Red Hat Bugzilla – Bug 113905
NFS doesn't honor nsec timestamp values
Last modified: 2007-11-30 17:07:00 EST
Description of problem:
RHEL nfs clients don't honor nsec portion of file timestamp fields.
RHEL nfs client can miss file updates, and remain out-of-sync.
Version-Release number of selected component (if applicable):
(also report under RHL 8, likely present in AS2.1)
Customer reports that it's load/timing related.

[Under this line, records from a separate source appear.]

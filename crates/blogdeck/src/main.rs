//! blogdeck - command-line client for the blog site and its admin console.
//!
//! Main entry point for the blogdeck CLI.

use std::path::PathBuf;

use anyhow::{Context as _, Result};
use clap::{Parser, Subcommand};
use console::Style;

mod commands;
mod output;

use blogdeck_client::Flavor;
use commands::{articles, auth, navigate, secret, site};

// ─────────────────────────────────────────────────────────────────────────────
// CLI Structure
// ─────────────────────────────────────────────────────────────────────────────

/// blogdeck - browse and administer the blog from the terminal
#[derive(Parser)]
#[command(name = "blogdeck")]
#[command(author, version, about, long_about = None)]
#[command(propagate_version = true)]
pub struct Cli {
    /// Enable verbose output
    #[arg(short, long, global = true)]
    pub verbose: bool,

    /// Output as JSON (for scripting)
    #[arg(long, global = true)]
    pub json: bool,

    /// Backend API base URL (default: http://localhost:8080/api)
    #[arg(long, global = true, env = "BLOGDECK_SERVER_URL")]
    pub server: Option<String>,

    /// Act as the admin console instead of the public site
    #[arg(long, global = true)]
    pub console: bool,

    /// Directory holding config.toml, session storage, and logs
    #[arg(long, global = true, env = "BLOGDECK_CONFIG_DIR", hide = true)]
    pub config_dir: Option<PathBuf>,

    #[command(subcommand)]
    pub command: Commands,
}

#[derive(Subcommand)]
pub enum Commands {
    /// Sign in and store the session
    Login(auth::LoginArgs),

    /// Clear the stored session
    Logout,

    /// Show the signed-in user
    Whoami(auth::WhoamiArgs),

    /// Browse articles
    Articles(articles::ArticlesArgs),

    /// List categories
    Categories,

    /// List tags
    Tags,

    /// Show comments on an article
    Comments(site::CommentsArgs),

    /// Show system settings (console only)
    Settings,

    /// Check whether a page may be visited with the current session
    Navigate(navigate::NavigateArgs),

    /// Obfuscate or reveal a stored secret
    Secret(secret::SecretArgs),
}

// ─────────────────────────────────────────────────────────────────────────────
// Main
// ─────────────────────────────────────────────────────────────────────────────

#[tokio::main]
async fn main() {
    let cli = Cli::parse();

    if let Err(e) = run(cli).await {
        let red = Style::new().red();
        eprintln!("{} {:#}", red.apply_to("Error:"), e);
        std::process::exit(1);
    }
}

async fn run(cli: Cli) -> Result<()> {
    let loaded = blogdeck_config::load_config_with_options(None, cli.config_dir.as_deref())
        .context("failed to load configuration")?;

    // Initialize tracing: console (human-readable) + rotating JSON file
    let filter = if cli.verbose {
        "blogdeck=debug,blogdeck_client=debug,blogdeck_session=debug,blogdeck_router=debug,blogdeck_config=debug,warn"
    } else {
        "blogdeck=warn,blogdeck_client=warn,blogdeck_session=warn,blogdeck_router=warn,error"
    };

    let log_dir = loaded.config_dir.join("logs");
    let file_appender = tracing_appender::rolling::daily(&log_dir, "blogdeck.log");
    let (non_blocking, _guard) = tracing_appender::non_blocking(file_appender);

    use tracing_subscriber::prelude::*;
    tracing_subscriber::registry()
        .with(
            tracing_subscriber::fmt::layer()
                .with_target(true)
                .with_writer(std::io::stderr)
                .with_filter(tracing_subscriber::EnvFilter::new(filter)),
        )
        .with(
            tracing_subscriber::fmt::layer()
                .json()
                .with_writer(non_blocking)
                .with_filter(tracing_subscriber::EnvFilter::new(
                    "blogdeck=trace,blogdeck_client=trace,blogdeck_session=trace,blogdeck_router=trace,blogdeck_config=trace,info",
                )),
        )
        .init();

    for warning in &loaded.warnings {
        tracing::warn!("{}", warning);
    }

    let mut settings = loaded
        .config
        .resolve(&loaded.config_dir)
        .context("invalid configuration")?;
    if cli.console {
        settings = settings.with_flavor(Flavor::Console, &loaded.config_dir);
    }
    if let Some(server) = cli.server {
        settings.base_url = server;
    }

    // Create context for commands
    let ctx = commands::Context {
        settings,
        json_output: cli.json,
        verbose: cli.verbose,
    };

    // Dispatch to command handlers
    match cli.command {
        Commands::Login(args) => auth::login(args, &ctx).await,
        Commands::Logout => auth::logout(&ctx).await,
        Commands::Whoami(args) => auth::whoami(args, &ctx).await,
        Commands::Articles(args) => articles::run(args, &ctx).await,
        Commands::Categories => site::categories(&ctx).await,
        Commands::Tags => site::tags(&ctx).await,
        Commands::Comments(args) => site::comments(args, &ctx).await,
        Commands::Settings => site::settings(&ctx).await,
        Commands::Navigate(args) => navigate::run(args, &ctx),
        Commands::Secret(args) => secret::run(args, &ctx),
    }
}
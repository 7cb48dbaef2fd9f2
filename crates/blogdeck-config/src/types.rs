//! Configuration types.
//!
//! Every field in the file is optional so layers can be merged field by
//! field; [`BlogdeckConfig::resolve`] fills in defaults.

use std::path::{Path, PathBuf};
use std::time::Duration;

use blogdeck_client::Flavor;
use serde::{Deserialize, Serialize};

use crate::{ConfigError, Result};

/// Base URL used when nothing else is configured.
pub const DEFAULT_BASE_URL: &str = "http://localhost:8080/api";

/// Request timeout used when nothing else is configured.
pub const DEFAULT_TIMEOUT_SECS: u64 = 10;

/// Environment variable overriding `[server] base_url`.
pub const BASE_URL_ENV: &str = "BLOGDECK_API_BASE_URL";

// ─────────────────────────────────────────────────────────────────────────────
// File model
// ─────────────────────────────────────────────────────────────────────────────

/// Root configuration as written in `config.toml` / `blogdeck.toml`.
#[derive(Debug, Clone, Default, PartialEq, Serialize, Deserialize)]
#[serde(default, deny_unknown_fields)]
pub struct BlogdeckConfig {
    #[serde(skip_serializing_if = "Option::is_none")]
    pub server: Option<ServerConfig>,
    #[serde(skip_serializing_if = "Option::is_none")]
    pub client: Option<ClientConfig>,
    #[serde(skip_serializing_if = "Option::is_none")]
    pub storage: Option<StorageConfig>,
}

/// `[server]`: where the backend lives.
#[derive(Debug, Clone, Default, PartialEq, Serialize, Deserialize)]
#[serde(default, deny_unknown_fields)]
pub struct ServerConfig {
    #[serde(skip_serializing_if = "Option::is_none")]
    pub base_url: Option<String>,
    #[serde(skip_serializing_if = "Option::is_none")]
    pub timeout_secs: Option<u64>,
}

/// `[client]`: which application to behave as.
#[derive(Debug, Clone, Default, PartialEq, Serialize, Deserialize)]
#[serde(default, deny_unknown_fields)]
pub struct ClientConfig {
    #[serde(skip_serializing_if = "Option::is_none")]
    pub flavor: Option<Flavor>,
}

/// `[storage]`: where session state is kept.
#[derive(Debug, Clone, Default, PartialEq, Serialize, Deserialize)]
#[serde(default, deny_unknown_fields)]
pub struct StorageConfig {
    #[serde(skip_serializing_if = "Option::is_none")]
    pub path: Option<PathBuf>,
}

impl BlogdeckConfig {
    pub fn new() -> Self {
        Self::default()
    }

    /// Parse from a TOML string.
    pub fn from_toml(toml_str: &str) -> Result<Self> {
        Ok(toml::from_str(toml_str)?)
    }

    /// Serialize to a TOML string.
    pub fn to_toml(&self) -> Result<String> {
        Ok(toml::to_string_pretty(self)?)
    }

    /// Merge another config on top of this one (other takes priority).
    pub fn merge(&mut self, other: BlogdeckConfig) {
        if let Some(server) = other.server {
            let base = self.server.get_or_insert_with(Default::default);
            if server.base_url.is_some() {
                base.base_url = server.base_url;
            }
            if server.timeout_secs.is_some() {
                base.timeout_secs = server.timeout_secs;
            }
        }

        if let Some(client) = other.client
            && client.flavor.is_some()
        {
            self.client.get_or_insert_with(Default::default).flavor = client.flavor;
        }

        if let Some(storage) = other.storage
            && storage.path.is_some()
        {
            self.storage.get_or_insert_with(Default::default).path = storage.path;
        }
    }

    /// Fill in defaults and apply the process environment.
    ///
    /// `config_dir` anchors the default storage file.
    pub fn resolve(&self, config_dir: &Path) -> Result<Settings> {
        self.resolve_with_env(config_dir, |key| std::env::var(key).ok())
    }

    pub(crate) fn resolve_with_env(
        &self,
        config_dir: &Path,
        env: impl Fn(&str) -> Option<String>,
    ) -> Result<Settings> {
        let server = self.server.clone().unwrap_or_default();

        let base_url = env(BASE_URL_ENV)
            .filter(|v| !v.trim().is_empty())
            .or(server.base_url)
            .unwrap_or_else(|| DEFAULT_BASE_URL.to_string());
        if !(base_url.starts_with("http://") || base_url.starts_with("https://")) {
            return Err(ConfigError::Invalid {
                field: "server.base_url".to_string(),
                reason: format!("'{}' is not an http(s) URL", base_url),
            });
        }

        let timeout_secs = server.timeout_secs.unwrap_or(DEFAULT_TIMEOUT_SECS);
        if timeout_secs == 0 {
            return Err(ConfigError::Invalid {
                field: "server.timeout_secs".to_string(),
                reason: "must be at least 1".to_string(),
            });
        }

        let flavor = self
            .client
            .as_ref()
            .and_then(|c| c.flavor)
            .unwrap_or_default();

        let storage_path = self
            .storage
            .as_ref()
            .and_then(|s| s.path.clone())
            .unwrap_or_else(|| default_storage_path(config_dir, flavor));

        Ok(Settings {
            base_url,
            timeout: Duration::from_secs(timeout_secs),
            flavor,
            storage_path,
        })
    }
}

/// `<config dir>/storage-<flavor>.json`.
pub fn default_storage_path(config_dir: &Path, flavor: Flavor) -> PathBuf {
    config_dir.join(format!("storage-{}.json", flavor))
}

// ─────────────────────────────────────────────────────────────────────────────
// Resolved settings
// ─────────────────────────────────────────────────────────────────────────────

/// Concrete settings after layering, env overrides, and defaults.
#[derive(Debug, Clone, PartialEq)]
pub struct Settings {
    pub base_url: String,
    pub timeout: Duration,
    pub flavor: Flavor,
    pub storage_path: PathBuf,
}

impl Settings {
    /// Switch flavor, moving the storage file along with it when it was
    /// left at its default location.
    pub fn with_flavor(mut self, flavor: Flavor, config_dir: &Path) -> Self {
        if self.storage_path == default_storage_path(config_dir, self.flavor) {
            self.storage_path = default_storage_path(config_dir, flavor);
        }
        self.flavor = flavor;
        self
    }
}
//! Configuration error types.

/// Result type alias for config operations.
pub type Result<T> = std::result::Result<T, ConfigError>;

/// Errors that can occur during configuration loading and resolution.
#[derive(Debug, thiserror::Error)]
pub enum ConfigError {
    /// Failed to read a config file.
    #[error("failed to read config file '{path}': {source}")]
    ReadFile {
        path: String,
        source: std::io::Error,
    },

    /// Failed to write a config file.
    #[error("failed to write config file '{path}': {source}")]
    WriteFile {
        path: String,
        source: std::io::Error,
    },

    /// Failed to parse TOML.
    #[error("failed to parse config: {0}")]
    Parse(#[from] toml::de::Error),

    /// Failed to serialize config.
    #[error("failed to serialize config: {0}")]
    Serialize(#[from] toml::ser::Error),

    /// A value is present but unusable.
    #[error("invalid value for '{field}': {reason}")]
    Invalid { field: String, reason: String },

    /// No platform config directory and no override.
    #[error("cannot determine a config directory; set BLOGDECK_CONFIG_DIR")]
    NoConfigDir,
}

Will post a test case if/when available.
Windows client updates a file via multiple write operations in under 1
second on a netapp filer (filesize remains constant), while rhel nfs
client reads same files.
(Yes, it has been observed that file locking would correct this
problem. The issue is that once out of sync, the linux nfs client
*stays* out of sync.)
Steps to Reproduce:
1. Update file multiple times in under 1 second
2. Trigger linux nfs client read between writes operations
Linux nfs client gets out of sync with the nfs server and stays out of
sync. Subsequently touching the file (from a third nfs client) brings
the rhel nfs client's cache back into sync.
Due to asynchronous read/write operations it is expected that the
linux nfs client will occasionally be out of sync for a short period.
It should not remain out of sync, though.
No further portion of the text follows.